- Opening Delimiter -

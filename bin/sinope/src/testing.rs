use std::collections::HashMap;
use std::sync::atomic::{AtomicBool, AtomicUsize, Ordering};
use std::sync::{Arc, Mutex};
use std::time::Duration;

use async_trait::async_trait;
use tokio::sync::mpsc;
use tokio_stream::wrappers::ReceiverStream;

use neviweb::{Device, DeviceData};
use transport::Topic;

use crate::{GatewayClient, Inbound, PubSubClient, Result};

pub fn device(id: u64, name: &str) -> Device {
    Device {
        id,
        name: name.to_string(),
    }
}

pub fn gateway(id: u64, devices: &[(u64, &str)]) -> neviweb::Gateway {
    neviweb::Gateway {
        id,
        name: format!("gateway {id}"),
        devices: devices.iter().map(|(id, name)| device(*id, name)).collect(),
    }
}

pub fn reading(temperature: f64, setpoint: f64) -> DeviceData {
    DeviceData {
        temperature: Some(temperature),
        setpoint: Some(setpoint),
    }
}

#[derive(Default)]
struct Inner {
    published: Mutex<Vec<(Topic, Vec<u8>)>>,
    subscriptions: Mutex<Vec<(Topic, i32)>>,
    inbound: Mutex<Option<mpsc::Receiver<Option<Vec<u8>>>>>,
    failing_publishes: AtomicUsize,
    connects: AtomicUsize,
    reconnects: AtomicUsize,
    disconnects: AtomicUsize,
}

/// In-memory broker. Clones share state so tests can inspect a broker
/// after handing it to the bridge.
#[derive(Clone, Default)]
pub struct FakeBroker {
    inner: Arc<Inner>,
}

impl FakeBroker {
    pub fn new() -> (FakeBroker, mpsc::Sender<Option<Vec<u8>>>) {
        let (sender, receiver) = mpsc::channel(16);
        let broker = FakeBroker::default();
        *broker.inner.inbound.lock().unwrap() = Some(receiver);
        (broker, sender)
    }

    /// Makes the next `count` publishes fail.
    pub fn fail_publishes(&self, count: usize) {
        self.inner.failing_publishes.store(count, Ordering::SeqCst);
    }

    pub fn published(&self) -> Vec<(Topic, serde_json::Value)> {
        self.inner
            .published
            .lock()
            .unwrap()
            .iter()
            .map(|(topic, payload)| (*topic, serde_json::from_slice(payload).unwrap()))
            .collect()
    }

    pub fn subscriptions(&self) -> Vec<(Topic, i32)> {
        self.inner.subscriptions.lock().unwrap().clone()
    }

    pub fn connects(&self) -> usize {
        self.inner.connects.load(Ordering::SeqCst)
    }

    pub fn reconnects(&self) -> usize {
        self.inner.reconnects.load(Ordering::SeqCst)
    }

    pub fn disconnects(&self) -> usize {
        self.inner.disconnects.load(Ordering::SeqCst)
    }
}

#[async_trait]
impl PubSubClient for FakeBroker {
    async fn connect(&self) -> Result<()> {
        self.inner.connects.fetch_add(1, Ordering::SeqCst);
        Ok(())
    }

    fn incoming(&self) -> Inbound {
        let receiver = self
            .inner
            .inbound
            .lock()
            .unwrap()
            .take()
            .expect("incoming registered once");

        Box::pin(ReceiverStream::new(receiver))
    }

    async fn subscribe(&self, topic: Topic, qos: i32) -> Result<()> {
        self.inner.subscriptions.lock().unwrap().push((topic, qos));
        Ok(())
    }

    async fn publish(&self, topic: Topic, payload: Vec<u8>) -> Result<()> {
        let failing = self.inner.failing_publishes.fetch_update(
            Ordering::SeqCst,
            Ordering::SeqCst,
            |count| count.checked_sub(1),
        );
        if failing.is_ok() {
            return Err(paho_mqtt::Error::General("publish refused").into());
        }

        self.inner.published.lock().unwrap().push((topic, payload));
        Ok(())
    }

    async fn reconnect(&self) -> Result<()> {
        self.inner.reconnects.fetch_add(1, Ordering::SeqCst);
        Ok(())
    }

    async fn disconnect(&self) -> Result<()> {
        self.inner.disconnects.fetch_add(1, Ordering::SeqCst);
        Ok(())
    }
}

#[derive(Default)]
struct Cloud {
    gateways: Mutex<Vec<neviweb::Gateway>>,
    readings: Mutex<HashMap<u64, DeviceData>>,
    writes: Mutex<Vec<(u64, f64)>>,
    read_delay: Mutex<Duration>,
    write_delay: Mutex<Duration>,
    in_flight: AtomicUsize,
    max_in_flight: AtomicUsize,
    refuse_connect: AtomicBool,
    connects: AtomicUsize,
    disconnects: AtomicUsize,
}

/// Stateful vendor cloud. Writes update the readings returned afterwards.
#[derive(Clone, Default)]
pub struct FakeGateway {
    cloud: Arc<Cloud>,
}

impl FakeGateway {
    pub fn new(gateways: Vec<neviweb::Gateway>) -> Self {
        let gateway = FakeGateway::default();
        *gateway.cloud.gateways.lock().unwrap() = gateways;
        gateway
    }

    pub fn set_reading(&self, id: u64, data: DeviceData) {
        self.cloud.readings.lock().unwrap().insert(id, data);
    }

    /// Delays read responses. The reading is taken when the call starts.
    pub fn set_read_delay(&self, delay: Duration) {
        *self.cloud.read_delay.lock().unwrap() = delay;
    }

    pub fn set_write_delay(&self, delay: Duration) {
        *self.cloud.write_delay.lock().unwrap() = delay;
    }

    pub fn refuse_connect(&self, refuse: bool) {
        self.cloud.refuse_connect.store(refuse, Ordering::SeqCst);
    }

    pub fn writes(&self) -> Vec<(u64, f64)> {
        self.cloud.writes.lock().unwrap().clone()
    }

    pub fn max_in_flight(&self) -> usize {
        self.cloud.max_in_flight.load(Ordering::SeqCst)
    }

    pub fn connects(&self) -> usize {
        self.cloud.connects.load(Ordering::SeqCst)
    }

    pub fn disconnects(&self) -> usize {
        self.cloud.disconnects.load(Ordering::SeqCst)
    }
}

#[async_trait]
impl GatewayClient for FakeGateway {
    async fn connect(&self) -> neviweb::Result<()> {
        self.cloud.connects.fetch_add(1, Ordering::SeqCst);

        if self.cloud.refuse_connect.load(Ordering::SeqCst) {
            return Err(neviweb::Error::Timeout);
        }

        Ok(())
    }

    async fn read_gateways(&self) -> neviweb::Result<Vec<neviweb::Gateway>> {
        Ok(self.cloud.gateways.lock().unwrap().clone())
    }

    async fn read_thermostat(&self, id: u64) -> neviweb::Result<DeviceData> {
        let data = self
            .cloud
            .readings
            .lock()
            .unwrap()
            .get(&id)
            .copied()
            .unwrap_or_default();

        let delay = *self.cloud.read_delay.lock().unwrap();
        tokio::time::sleep(delay).await;

        Ok(data)
    }

    async fn write_setpoint(&self, id: u64, setpoint: f64) -> neviweb::Result<()> {
        let in_flight = self.cloud.in_flight.fetch_add(1, Ordering::SeqCst) + 1;
        self.cloud.max_in_flight.fetch_max(in_flight, Ordering::SeqCst);

        let delay = *self.cloud.write_delay.lock().unwrap();
        tokio::time::sleep(delay).await;

        self.cloud.writes.lock().unwrap().push((id, setpoint));
        self.cloud
            .readings
            .lock()
            .unwrap()
            .entry(id)
            .or_default()
            .setpoint = Some(setpoint);

        self.cloud.in_flight.fetch_sub(1, Ordering::SeqCst);
        Ok(())
    }

    async fn disconnect(&self) -> neviweb::Result<()> {
        self.cloud.disconnects.fetch_add(1, Ordering::SeqCst);
        Ok(())
    }
}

- Closing Delimiter -

**WHAT YOU HAVE TO DO**
After the last line of the data, restate all the entries verbatim.

**TASK ANSWER**
filename bin/sinope/src/testing.rs
use std::collections::HashMap;
use std::sync::atomic::{AtomicBool, AtomicUsize, Ordering};
use std::sync::{Arc, Mutex};
use std::time::Duration;

use async_trait::async_trait;
use tokio::sync::mpsc;
use tokio_stream::wrappers::ReceiverStream;

use neviweb::{Device, DeviceData};
use transport::Topic;

use crate::{GatewayClient, Inbound, PubSubClient, Result};

pub fn device(id: u64, name: &str) -> Device {
    Device {
        id,
        name: name.to_string(),
    }
}

pub fn gateway(id: u64, devices: &[(u64, &str)]) -> neviweb::Gateway {
    neviweb::Gateway {
        id,
        name: format!("gateway {id}"),
        devices: devices.iter().map(|(id, name)| device(*id, name)).collect(),
    }
}

pub fn reading(temperature: f64, setpoint: f64) -> DeviceData {
    DeviceData {
        temperature: Some(temperature),
        setpoint: Some(setpoint),
    }
}

#[derive(Default)]
struct Inner {
    published: Mutex<Vec<(Topic, Vec<u8>)>>,
    subscriptions: Mutex<Vec<(Topic, i32)>>,
    inbound: Mutex<Option<mpsc::Receiver<Option<Vec<u8>>>>>,
    failing_publishes: AtomicUsize,
    connects: AtomicUsize,
    reconnects: AtomicUsize,
    disconnects: AtomicUsize,
}

/// In-memory broker. Clones share state so tests can inspect a broker
/// after handing it to the bridge.
#[derive(Clone, Default)]
pub struct FakeBroker {
    inner: Arc<Inner>,
}

impl FakeBroker {
    pub fn new() -> (FakeBroker, mpsc::Sender<Option<Vec<u8>>>) {
        let (sender, receiver) = mpsc::channel(16);
        let broker = FakeBroker::default();
        *broker.inner.inbound.lock().unwrap() = Some(receiver);
        (broker, sender)
    }

    /// Makes the next `count` publishes fail.
    pub fn fail_publishes(&self, count: usize) {
        self.inner.failing_publishes.store(count, Ordering::SeqCst);
    }

    pub fn published(&self) -> Vec<(Topic, serde_json::Value)> {
        self.inner
            .published
            .lock()
            .unwrap()
            .iter()
            .map(|(topic, payload)| (*topic, serde_json::from_slice(payload).unwrap()))
            .collect()
    }

    pub fn subscriptions(&self) -> Vec<(Topic, i32)> {
        self.inner.subscriptions.lock().unwrap().clone()
    }

    pub fn connects(&self) -> usize {
        self.inner.connects.load(Ordering::SeqCst)
    }

    pub fn reconnects(&self) -> usize {
        self.inner.reconnects.load(Ordering::SeqCst)
    }

    pub fn disconnects(&self) -> usize {
        self.inner.disconnects.load(Ordering::SeqCst)
    }
}

#[async_trait]
impl PubSubClient for FakeBroker {
    async fn connect(&self) -> Result<()> {
        self.inner.connects.fetch_add(1, Ordering::SeqCst);
        Ok(())
    }

    fn incoming(&self) -> Inbound {
        let receiver = self
            .inner
            .inbound
            .lock()
            .unwrap()
            .take()
            .expect("incoming registered once");

        Box::pin(ReceiverStream::new(receiver))
    }

    async fn subscribe(&self, topic: Topic, qos: i32) -> Result<()> {
        self.inner.subscriptions.lock().unwrap().push((topic, qos));
        Ok(())
    }

    async fn publish(&self, topic: Topic, payload: Vec<u8>) -> Result<()> {
        let failing = self.inner.failing_publishes.fetch_update(
            Ordering::SeqCst,
            Ordering::SeqCst,
            |count| count.checked_sub(1),
        );
        if failing.is_ok() {
            return Err(paho_mqtt::Error::General("publish refused").into());
        }

        self.inner.published.lock().unwrap().push((topic, payload));
        Ok(())
    }

    async fn reconnect(&self) -> Result<()> {
        self.inner.reconnects.fetch_add(1, Ordering::SeqCst);
        Ok(())
    }

    async fn disconnect(&self) -> Result<()> {
        self.inner.disconnects.fetch_add(1, Ordering::SeqCst);
        Ok(())
    }
}

#[derive(Default)]
struct Cloud {
    gateways: Mutex<Vec<neviweb::Gateway>>,
    readings: Mutex<HashMap<u64, DeviceData>>,
    writes: Mutex<Vec<(u64, f64)>>,
    read_delay: Mutex<Duration>,
    write_delay: Mutex<Duration>,
    in_flight: AtomicUsize,
    max_in_flight: AtomicUsize,
    refuse_connect: AtomicBool,
    connects: AtomicUsize,
    disconnects: AtomicUsize,
}

/// Stateful vendor cloud. Writes update the readings returned afterwards.
#[derive(Clone, Default)]
pub struct FakeGateway {
    cloud: Arc<Cloud>,
}

impl FakeGateway {
    pub fn new(gateways: Vec<neviweb::Gateway>) -> Self {
        let gateway = FakeGateway::default();
        *gateway.cloud.gateways.lock().unwrap() = gateways;
        gateway
    }

    pub fn set_reading(&self, id: u64, data: DeviceData) {
        self.cloud.readings.lock().unwrap().insert(id, data);
    }

    /// Delays read responses. The reading is taken when the call starts.
    pub fn set_read_delay(&self, delay: Duration) {
        *self.cloud.read_delay.lock().unwrap() = delay;
    }

    pub fn set_write_delay(&self, delay: Duration) {
        *self.cloud.write_delay.lock().unwrap() = delay;
    }

    pub fn refuse_connect(&self, refuse: bool) {
        self.cloud.refuse_connect.store(refuse, Ordering::SeqCst);
    }

    pub fn writes(&self) -> Vec<(u64, f64)> {
        self.cloud.writes.lock().unwrap().clone()
    }

    pub fn max_in_flight(&self) -> usize {
        self.cloud.max_in_flight.load(Ordering::SeqCst)
    }

    pub fn connects(&self) -> usize {
        self.cloud.connects.load(Ordering::SeqCst)
    }

    pub fn disconnects(&self) -> usize {
        self.cloud.disconnects.load(Ordering::SeqCst)
    }
}

#[async_trait]
impl GatewayClient for FakeGateway {
    async fn connect(&self) -> neviweb::Result<()> {
        self.cloud.connects.fetch_add(1, Ordering::SeqCst);

        if self.cloud.refuse_connect.load(Ordering::SeqCst) {
            return Err(neviweb::Error::Timeout);
        }

        Ok(())
    }

    async fn read_gateways(&self) -> neviweb::Result<Vec<neviweb::Gateway>> {
        Ok(self.cloud.gateways.lock().unwrap().clone())
    }

    async fn read_thermostat(&self, id: u64) -> neviweb::Result<DeviceData> {
        let data = self
            .cloud
            .readings
            .lock()
            .unwrap()
            .get(&id)
            .copied()
            .unwrap_or_default();

        let delay = *self.cloud.read_delay.lock().unwrap();
        tokio::time::sleep(delay).await;

        Ok(data)
    }

    async fn write_setpoint(&self, id: u64, setpoint: f64) -> neviweb::Result<()> {
        let in_flight = self.cloud.in_flight.fetch_add(1, Ordering::SeqCst) + 1;
        self.cloud.max_in_flight.fetch_max(in_flight, Ordering::SeqCst);

        let delay = *self.cloud.write_delay.lock().unwrap();
        tokio::time::sleep(delay).await;

        self.cloud.writes.lock().unwrap().push((id, setpoint));
        self.cloud
            .readings
            .lock()
            .unwrap()
            .entry(id)
            .or_default()
            .setpoint = Some(setpoint);

        self.cloud.in_flight.fetch_sub(1, Ordering::SeqCst);
        Ok(())
    }

    async fn disconnect(&self) -> neviweb::Result<()> {
        self.cloud.disconnects.fetch_add(1, Ordering::SeqCst);
        Ok(())
    }
}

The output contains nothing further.